I’m not saying you actually learn everything you need to know from a graduate program, I think you can only learn the framework. That is, what should you be learning or thinking about when you are actually on the job. Ultimately, the number one reason I think JMOs should go to graduate school is for the access to a great network. While the unemployment rate seems high, many top-tier jobs remain unfilled due to lack of skilled applicants. For the top-tier “general-player” positions, there are more qualified applicants than positions, so getting an interview is often more about networks and networking ability than anything else. The name of the game is getting a foot in the door.
Historically speaking, there seems to be an abundance of JMOs pursuing degrees in business or policy. There is a whole debate about MBA rankings, whether they matter or not, and my personal conclusion is that I wouldn’t mind going to any of the so-called top 16 schools, which is grouped into tiers by this MBA Apply post:
“Top Three: HBS, Stanford, Wharton (some say Wharton is just a rung below HBS and Stanford but above Kellogg, MIT, Chicago, Columbia or Tuck, which I won’t dispute – opinions vary).
Elite Eight: Top 3 plus Kellogg, MIT, Chicago, Columbia and Tuck. Some say Tuck is just a rung below; again opinions vary.
Sweet Sixteen: Elite 8, plus Michigan, Duke, Darden, NYU, Berkeley, UCLA, Cornell, Yale (some will say that Cornell and Yale are just a rung below, but again opinions vary).
Rest of the Best: These are the top regional schools including (in no particular order) UT-Austin, Georgetown, USC, UNC, Emory, Babson, Indiana, Purdue, Notre Dame, Maryland, Carnegie Mellon.
Big Two International: It’s basically INSEAD and London Business School (LBS), and then everyone else. The caliber of the student body and reputation of both these schools are comparable to the US Elite Eight.

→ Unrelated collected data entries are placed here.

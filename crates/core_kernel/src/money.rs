//! Money types with precise decimal arithmetic
//!
//! This module provides a type-safe representation of monetary values
//! using rust_decimal for precise calculations without floating-point errors.
//! Billed amounts are computed in full precision and rounded half-up to two
//! decimal places at each computed attribute boundary, which is the mode the
//! accounts team reconciles invoices against.

use rust_decimal::{Decimal, RoundingStrategy};
use rust_decimal_macros::dec;
use serde::{Deserialize, Serialize};
use std::fmt;
use std::ops::{Add, Div, Mul, Neg, Sub};
use thiserror::Error;

/// Rounds a decimal half away from zero to the given number of places.
///
/// Matches the rounding applied by the billing sheets: 0.005 rounds up to
/// 0.01, not to the nearest even digit.
pub fn round_half_up(value: Decimal, dp: u32) -> Decimal {
    value.round_dp_with_strategy(dp, RoundingStrategy::MidpointAwayFromZero)
}

/// Currency codes following ISO 4217
#[derive(Debug, Clone, Copy, PartialEq, Eq, Hash, Serialize, Deserialize)]
#[serde(rename_all = "UPPERCASE")]
pub enum Currency {
    INR,
    USD,
    EUR,
    GBP,
    JPY,
    AUD,
    CAD,
    SGD,
}

impl Currency {
    /// Minor-unit digits for the currency
    pub fn decimal_places(&self) -> u32 {
        match self {
            Currency::JPY => 0,
            _ => 2,
        }
    }

    /// Symbol shown on rendered invoices
    pub fn symbol(&self) -> &'static str {
        match self {
            Currency::INR => "₹",
            Currency::USD => "$",
            Currency::EUR => "€",
            Currency::GBP => "£",
            Currency::JPY => "¥",
            Currency::AUD => "A$",
            Currency::CAD => "C$",
            Currency::SGD => "S$",
        }
    }

    /// The ISO 4217 code
    pub fn code(&self) -> &'static str {
        match self {
            Currency::INR => "INR",
            Currency::USD => "USD",
            Currency::EUR => "EUR",
            Currency::GBP => "GBP",
            Currency::JPY => "JPY",
            Currency::AUD => "AUD",
            Currency::CAD => "CAD",
            Currency::SGD => "SGD",
        }
    }

    /// Parses an ISO 4217 code, `None` when unsupported
    pub fn from_code(code: &str) -> Option<Self> {
        match code {
            "INR" => Some(Currency::INR),
            "USD" => Some(Currency::USD),
            "EUR" => Some(Currency::EUR),
            "GBP" => Some(Currency::GBP),
            "JPY" => Some(Currency::JPY),
            "AUD" => Some(Currency::AUD),
            "CAD" => Some(Currency::CAD),
            "SGD" => Some(Currency::SGD),
            _ => None,
        }
    }
}

impl fmt::Display for Currency {
    fn fmt(&self, f: &mut fmt::Formatter<'_>) -> fmt::Result {
        write!(f, "{}", self.code())
    }
}

/// Errors that can occur during money operations
#[derive(Debug, Error, PartialEq, Eq)]
pub enum MoneyError {
    #[error("Mismatched currencies: {0} and {1}")]
    CurrencyMismatch(String, String),

    #[error("Division by zero")]
    DivisionByZero,
}

/// A monetary amount with associated currency
///
/// Money uses rust_decimal for precise arithmetic without floating-point
/// errors. Amounts keep their full precision; callers round at the point a
/// billed figure is produced.
#[derive(Debug, Clone, Copy, PartialEq, Eq, Hash, Serialize, Deserialize)]
pub struct Money {
    amount: Decimal,
    currency: Currency,
}

impl Money {
    /// Creates an amount in the given currency
    pub fn new(amount: Decimal, currency: Currency) -> Self {
        Self { amount, currency }
    }

    /// Creates Money from an integer amount in minor units (e.g., paise)
    pub fn from_minor(minor_units: i64, currency: Currency) -> Self {
        let divisor = Decimal::new(10_i64.pow(currency.decimal_places()), 0);
        Self::new(Decimal::new(minor_units, 0) / divisor, currency)
    }

    /// The zero amount in a currency
    pub fn zero(currency: Currency) -> Self {
        Self {
            amount: dec!(0),
            currency,
        }
    }

    /// The numeric amount
    pub fn amount(&self) -> Decimal {
        self.amount
    }

    /// The currency of this amount
    pub fn currency(&self) -> Currency {
        self.currency
    }

    /// True when the amount is zero
    pub fn is_zero(&self) -> bool {
        self.amount.is_zero()
    }

    /// True when the amount is strictly positive
    pub fn is_positive(&self) -> bool {
        self.amount.is_sign_positive() && !self.amount.is_zero()
    }

    /// True when the amount is negative
    pub fn is_negative(&self) -> bool {
        self.amount.is_sign_negative()
    }

    /// The absolute value of this amount
    pub fn abs(&self) -> Self {
        Self {
            amount: self.amount.abs(),
            currency: self.currency,
        }
    }

    /// Rounds half-up to two decimal places, the billed-amount convention
    pub fn rounded(&self) -> Self {
        Self {
            amount: round_half_up(self.amount, 2),
            currency: self.currency,
        }
    }

    /// Rounds to the currency's standard decimal places
    pub fn round_to_currency(&self) -> Self {
        Self {
            amount: round_half_up(self.amount, self.currency.decimal_places()),
            currency: self.currency,
        }
    }

    /// Adds another amount, failing when the currencies differ
    pub fn checked_add(&self, other: &Money) -> Result<Money, MoneyError> {
        if self.currency != other.currency {
            return Err(MoneyError::CurrencyMismatch(
                self.currency.to_string(),
                other.currency.to_string(),
            ));
        }
        Ok(Self::new(self.amount + other.amount, self.currency))
    }

    /// Subtracts another amount, failing when the currencies differ
    pub fn checked_sub(&self, other: &Money) -> Result<Money, MoneyError> {
        if self.currency != other.currency {
            return Err(MoneyError::CurrencyMismatch(
                self.currency.to_string(),
                other.currency.to_string(),
            ));
        }
        Ok(Self::new(self.amount - other.amount, self.currency))
    }

    /// Multiplies by a scalar (e.g., hours, a cycle multiplier)
    pub fn multiply(&self, factor: Decimal) -> Self {
        Self::new(self.amount * factor, self.currency)
    }

    /// Divides the amount by a scalar
    pub fn divide(&self, divisor: Decimal) -> Result<Self, MoneyError> {
        if divisor.is_zero() {
            return Err(MoneyError::DivisionByZero);
        }
        Ok(Self::new(self.amount / divisor, self.currency))
    }
}

impl fmt::Display for Money {
    fn fmt(&self, f: &mut fmt::Formatter<'_>) -> fmt::Result {
        let dp = self.currency.decimal_places();
        write!(
            f,
            "{} {:.dp$}",
            self.currency.symbol(),
            self.amount,
            dp = dp as usize
        )
    }
}

impl Add for Money {
    type Output = Self;

    fn add(self, other: Self) -> Self {
        self.checked_add(&other)
            .expect("Mismatched currencies in Money::add")
    }
}

impl Sub for Money {
    type Output = Self;

    fn sub(self, other: Self) -> Self {
        self.checked_sub(&other)
            .expect("Mismatched currencies in Money::sub")
    }
}

impl Neg for Money {
    type Output = Self;

    fn neg(self) -> Self {
        Self::new(-self.amount, self.currency)
    }
}

impl Mul<Decimal> for Money {
    type Output = Self;

    fn mul(self, factor: Decimal) -> Self {
        self.multiply(factor)
    }
}

impl Div<Decimal> for Money {
    type Output = Self;

    fn div(self, divisor: Decimal) -> Self {
        self.divide(divisor).expect("Divisor is zero in Money::div")
    }
}

/// Represents a percentage rate (e.g., tax rate, billing engagement)
#[derive(Debug, Clone, Copy, PartialEq, Eq, Serialize, Deserialize)]
pub struct Rate {
    /// The rate as a decimal (e.g., 0.18 for 18%)
    value: Decimal,
}

impl Rate {
    /// Creates a rate from a decimal value (e.g., 0.18 for 18%)
    pub fn new(value: Decimal) -> Self {
        Self { value }
    }

    /// Creates a rate from a percentage (e.g., 18.0 for 18%)
    pub fn from_percentage(percentage: Decimal) -> Self {
        Self {
            value: percentage / dec!(100),
        }
    }

    /// Creates a zero rate
    pub fn zero() -> Self {
        Self { value: dec!(0) }
    }

    /// The rate as a decimal fraction
    pub fn as_decimal(&self) -> Decimal {
        self.value
    }

    /// The rate as a percentage
    pub fn as_percentage(&self) -> Decimal {
        self.value * dec!(100)
    }

    /// True when the rate is zero
    pub fn is_zero(&self) -> bool {
        self.value.is_zero()
    }

    /// Applies the rate to an amount, e.g. tax on a billed total
    pub fn apply(&self, money: &Money) -> Money {
        money.multiply(self.value)
    }
}

impl fmt::Display for Rate {
    fn fmt(&self, f: &mut fmt::Formatter<'_>) -> fmt::Result {
        write!(f, "{}%", self.as_percentage().round_dp(4))
    }
}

There is no material difference in reputation between schools within the same tier. In other words, don’t ask whether Columbia has a better reputation than Chicago or Kellogg, because other than the alums and students, no one cares!”
I seriously considered going to an international school until I calculated the costs involved. I went to an INSEAD information session and they didn’t even know about the GI Bill or Yellow Ribbon Program. I am married with a child so the costs balloon out of control if I need to start shipping things overseas. Furthermore, a friend of mine is currently attending IESE Business School in Barcelona, and he has found it difficult to find summer internships being an American in Europe in conjunction with the current European debt crisis. I traveled to London for a consulting project and I loved the city. However, it is just way too expensive, especially if you need to covert dollars into pounds sterling. So unless you are single, have no furniture, and are just adventurous, I wouldn’t consider going to an international program. If you are a top 25% JMO, you should be able to get a decent GMAT 680-730 and that should be competitive at the top 16 schools, and you should probably have higher GMAT going into the top-3.
In terms of the public policy schools, I am certainly no expert. I do know that Harvard Kennedy School of Government (HKS) has a joint degree program with five business schools besides Harvard Business School:
Tuck School of Business at Dartmouth
Kellogg School of Management at Northwestern University
MIT Sloan School of Management
Stanford Graduate School of Business
The Wharton School at the University of Pennsylvania
I will touch upon my HKS visit in a future politics post, and touch upon my one-year of an online graduate degree popular with JMOs from many countries – MA in War in the Modern World from King’s College London.